Recognizing the critical role of activity logging in website security, MalCare includes an activity log within its suite of security features. The plugin also includes a top-notch malware scanner, an excellent firewall, and easy malware removal.

It features an impressive dashboard, where all recorded activities are presented in an organized and accessible manner. Whether it’s a simple content edit or a major plugin update, MalCare’s activity log ensures that you are constantly informed and ready to respond to any potential security threats. 

What does it track?

• Changes to every article
• Comments that are posted
• User logins or updates
• Edits to a page 
• File-level changes 
• WooCommerce orders
• Plugin installs and updates
• Changes to themes

Pros 

• Real-time tracking
• User-friendly interface
• Bundled with security features

Cons 

• Not included in the free tier

Price: Plans start at $149/year

2. WP Activity Log

This is one of the most popular activity log plugins because it monitors a wide range of changes and offers a lot of settings that you can tweak. The free plugin is pretty basic, but with a premium version, you can set up email/SMS notifications, custom log filters, user session management, and reporting. 

It has a comprehensive dashboard. We loved that the plugin determines the level of severity for various changes. For example, installing and activating some plugins were marked as high risk, while logging in was considered low risk.

We recognize that plugin installs can be risky, and potentially crash your site. So, this feature is definitely important. 

What does it track?

• Post and page changes 
• Changes to tags and categories 
• Modifications to widgets or menus
• Changes to user profiles
• All logins, including failed ones
• Changes to WordPress core 
• Site-wide changes like permalinks
• Changes to multisite networks
• Modifications to plugins and themes
• WordPress database changes 
• WooCommerce orders and product changes
• Site file changes

Pros

• Marks different severities for each logged item
• Extensive customizability
• Email and SMS notifications

Cons

• Most settings are behind a paywall
• Limited information about changes

Price: Free plugin with licenses that start at $99/year

3. Simple History

Simple History offers an uncomplicated approach to tracking changes within your WordPress site, ensuring that every significant action is recorded and easily accessible. 

It has an intuitive dashboard, located within the Dashboard section of your admin panel, that gives an overview of recent activities like changes to posts or plugin installs. You can customize the view in the dashboard as well. For example, you can only show changes containing a specific word. 

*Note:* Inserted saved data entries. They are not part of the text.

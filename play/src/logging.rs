use env_logger::fmt::{Color, Formatter};
use lazy_static::lazy_static;
use log::{Level, Record};
use std::{
    io::{self, Write},
    sync::Mutex,
};

pub struct State {
    /// While replaying, log lines are stamped with the recording's clock
    /// instead of the wall clock.
    pub game_time: Option<f32>,
}

lazy_static! {
    pub static ref STATE: Mutex<State> = Mutex::new(State { game_time: None });
}

pub fn set_game_time(game_time: f32) {
    if let Ok(mut state) = STATE.lock() {
        state.game_time = Some(game_time);
    }
}

pub fn init(verbose: bool) {
    let default_filter = if verbose { "debug" } else { "info" };
    env_logger::Builder::from_env(env_logger::Env::default().default_filter_or(default_filter))
        .format(format)
        .init();
}

// env_logger does not expose these bits of the default formatter for
// customization, but at least we have copy and paste :^)
fn format(buf: &mut Formatter, record: &Record<'_>) -> io::Result<()> {
    let level = record.level();
    let mut level_style = buf.style();
    match level {
        Level::Trace => level_style.set_color(Color::White),
        Level::Debug => level_style.set_color(Color::Blue),
        Level::Info => level_style.set_color(Color::Green),
        Level::Warn => level_style.set_color(Color::Yellow),
        Level::Error => level_style.set_color(Color::Red).set_bold(true),
    };
    write!(buf, "{:>5} ", level_style.value(level))?;

    let game_time = STATE.lock().ok().and_then(|state| state.game_time);
    let ts = match game_time {
        Some(game_time) => format!("{:.3}", game_time),
        None => format!("{}", buf.timestamp()),
    };
    write!(buf, "{}: ", ts)?;

    let mut module_style = buf.style();
    module_style.set_color(Color::Yellow);
    if let Some(module_path) = record.module_path() {
        write!(buf, "{}: ", module_style.value(module_path))?;
    }

    writeln!(buf, "{}", record.args())
}
pub use crate::{
    ext::{ExtendFfiVector3, ExtendPhysics, ExtendVector3},
    pretty::PrettyPrint,
};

You can further customize it by selecting Simple History from the Settings menu in the sidebar. Here, you can clear the log, debug, or export the log. It’s a pretty basic plugin but we found it very easy to set up.

What does it track?

• Updates to pages and posts
• Attachments that have been uploaded
• Edits to tags and categories 
• Comments that have been posted
• Edits to widgets
• Changes to plugins
• Updates to user profiles
• User logins, both successful and failed
• Changes to menus
• Exports to any data

Pros

• Simple setup
• Customizable logs

Cons

• Limited customizability

Price: Free

4. Activity Log

Activity Log features a remarkably straightforward dashboard interface, providing administrators with an at-a-glance understanding of site interactions. This plugin systematically documents each event, ensuring that users can effortlessly track and review site changes, user activities, and other pertinent actions.

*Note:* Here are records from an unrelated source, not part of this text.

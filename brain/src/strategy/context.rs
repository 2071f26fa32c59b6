use crate::{
    eeg::EEG,
    routines::{Routine, RoutineStack, PUSHED},
    shots::ShotFinder,
    strategy::Game,
};
use common::halfway_house::PlayerInput;
use nameof::name_of_type;

/// Everything a strategy may touch during a single tick.
pub struct Context<'a> {
    pub game: &'a Game,
    pub stack: &'a mut RoutineStack,
    pub controls: &'a mut PlayerInput,
    pub shot_finder: &'a dyn ShotFinder,
    pub eeg: &'a mut EEG,
}

impl<'a> Context<'a> {
    pub fn new(
        game: &'a Game,
        stack: &'a mut RoutineStack,
        controls: &'a mut PlayerInput,
        shot_finder: &'a dyn ShotFinder,
        eeg: &'a mut EEG,
    ) -> Self {
        Self {
            game,
            stack,
            controls,
            shot_finder,
            eeg,
        }
    }

    pub fn push(&mut self, routine: Routine) {
        self.eeg
            .log(name_of_type!(RoutineStack), format!("{} {}", PUSHED, routine));
        self.stack.push(routine);
    }
}
#![warn(future_incompatible, rust_2018_compatibility, rust_2018_idioms, unused)]
#![cfg_attr(feature = "strict", deny(warnings))]
#![warn(clippy::all)]

pub use crate::{
    brain::Brain,
    eeg::{Event, EEG},
    routines::{Progress, Routine, RoutineExecutor, RoutineStack, SimpleDriver},
    shots::{CannedShotFinder, NullShotFinder, ShotCandidate, ShotFinder, ShotKind, Shots, Target, Targets},
    strategy::{BoostPad, Context, Example, Example2, Game, Goal, Strategy, Team},
};

mod brain;
mod eeg;
#[cfg(test)]
mod integration_tests;
pub mod mechanics;
mod routines;
mod shots;
mod strategy;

Administrators have the flexibility to tailor the plugin to their specific requirements through its configuration settings. One can define the retention period, setting precisely how many days of activity history should be preserved. You can also purge obsolete entries to maintain a relevant log and reduce the load on your database. 

What does it track?

• WordPress core changes
• Edits to posts or pages
• Tags that have been created, edited, or deleted
• New comments that have been added
• Changes to categories
• Media files that have been uploaded or modified
• Logins, logouts, and changes to user profiles
• Modifications to plugins and themes
• Changes to widgets or menus
• All WooCommerce shop changes

Pros

• Intuitive logs
• Comprehensive monitoring
• Comprehensive logs

Cons

• Limited customizability

Price: Free

5. Sucuri

Sucuri is widely recognized in the realm of WordPress security. It comes with a suite of great security features, one of which is the audit log or activity log. It monitors things like plugin installations and the impact the plugin has on your website. 

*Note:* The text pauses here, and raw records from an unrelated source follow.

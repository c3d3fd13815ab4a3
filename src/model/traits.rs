// Topic model traits: the swap-ready abstraction.
//
// The pipeline only needs to fit a model on bag-of-words vectors, list each
// topic's top terms, and look up a topic distribution for a document. The
// default implementation adapts aprender's LDA; another library can slot in
// behind the same traits.

use std::fmt;

use anyhow::Result;
use serde::Serialize;

use super::vocabulary::{BagOfWords, Vocabulary};

/// A topic's most probable terms, highest probability first.
#[derive(Debug, Clone, PartialEq, Serialize)]
pub struct TopicTerms {
    pub topic: usize,
    pub terms: Vec<(String, f64)>,
}

impl fmt::Display for TopicTerms {
    /// Renders as `0.012*"term" + 0.010*"other"`.
    fn fmt(&self, f: &mut fmt::Formatter<'_>) -> fmt::Result {
        let parts: Vec<String> = self
            .terms
            .iter()
            .map(|(term, p)| format!("{p:.3}*\"{term}\""))
            .collect();
        write!(f, "{}", parts.join(" + "))
    }
}

/// A fitted topic model. Immutable once trained.
pub trait TopicModel {
    fn num_topics(&self) -> usize;

    /// Top `num_words` terms of every topic, in topic-index order.
    fn show_topics(&self, num_words: usize) -> Vec<TopicTerms>;

    /// Topic proportions for one document, as `(topic, proportion)` in
    /// topic-index order. Proportions sum to approximately 1.
    fn document_topics(&self, bow: &BagOfWords) -> Result<Vec<(usize, f64)>>;
}

/// Trains a topic model from a vectorized corpus.
pub trait TopicModelFitter {
    type Model: TopicModel;

    fn fit(&self, corpus: &[BagOfWords], vocabulary: &Vocabulary) -> Result<Self::Model>;
}

/// Index of the largest proportion. Ties go to the earliest entry.
pub fn dominant_topic(distribution: &[(usize, f64)]) -> Option<usize> {
    let mut best: Option<(usize, f64)> = None;
    for &(topic, p) in distribution {
        match best {
            Some((_, best_p)) if p <= best_p => {}
            _ => best = Some((topic, p)),
        }
    }
    best.map(|(topic, _)| topic)
}

#[cfg(test)]
mod tests {
    use super::*;

    #[test]
    fn test_dominant_topic_picks_max() {
        assert_eq!(dominant_topic(&[(0, 0.1), (1, 0.7), (2, 0.2)]), Some(1));
    }

    #[test]
    fn test_dominant_topic_ties_go_first() {
        assert_eq!(dominant_topic(&[(0, 0.25), (1, 0.25), (2, 0.25), (3, 0.25)]), Some(0));
        assert_eq!(dominant_topic(&[(2, 0.5), (0, 0.5)]), Some(2));
    }

    #[test]
    fn test_dominant_topic_empty() {
        assert_eq!(dominant_topic(&[]), None);
    }

    #[test]
    fn test_topic_terms_display() {
        let topic = TopicTerms {
            topic: 0,
            terms: vec![("京都".to_string(), 0.0123), ("行く".to_string(), 0.01)],
        };
        assert_eq!(topic.to_string(), "0.012*\"京都\" + 0.010*\"行く\"");
    }
}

You can find the activity log in the audit logs section of Sucuri’s dashboard. Unfortunately, the logs aren’t very easy to understand. There is very little information provided: IP address, username, and the date that an event happened. It also logged some plugin installs but didn’t name the plugin. This wasn’t helpful at all.

What does it track?

• Failed and successful login attempts
• Changes to plugins, themes, and core updates
• Edits to posts, pages, and custom post types
• Modifications to users, including roles and permissions
• Website file changes, additions, and deletions
• Menu and widget adjustments
• Changes in site settings and options
• Security alerts and actions taken by Sucuri’s features

Pros

• Additional security features

Cons

• Difficult to understand logs
• No customizability
• Doesn’t log every change

Price: Free plugin with pro licenses that start at $199/year

6. Stream

Last on our list is Stream, a popular name in the world of WordPress activity logs. It is designed for debugging and proactively preparing for security breaches. The logs can be easily filtered and you can set up custom alerts for different triggers. 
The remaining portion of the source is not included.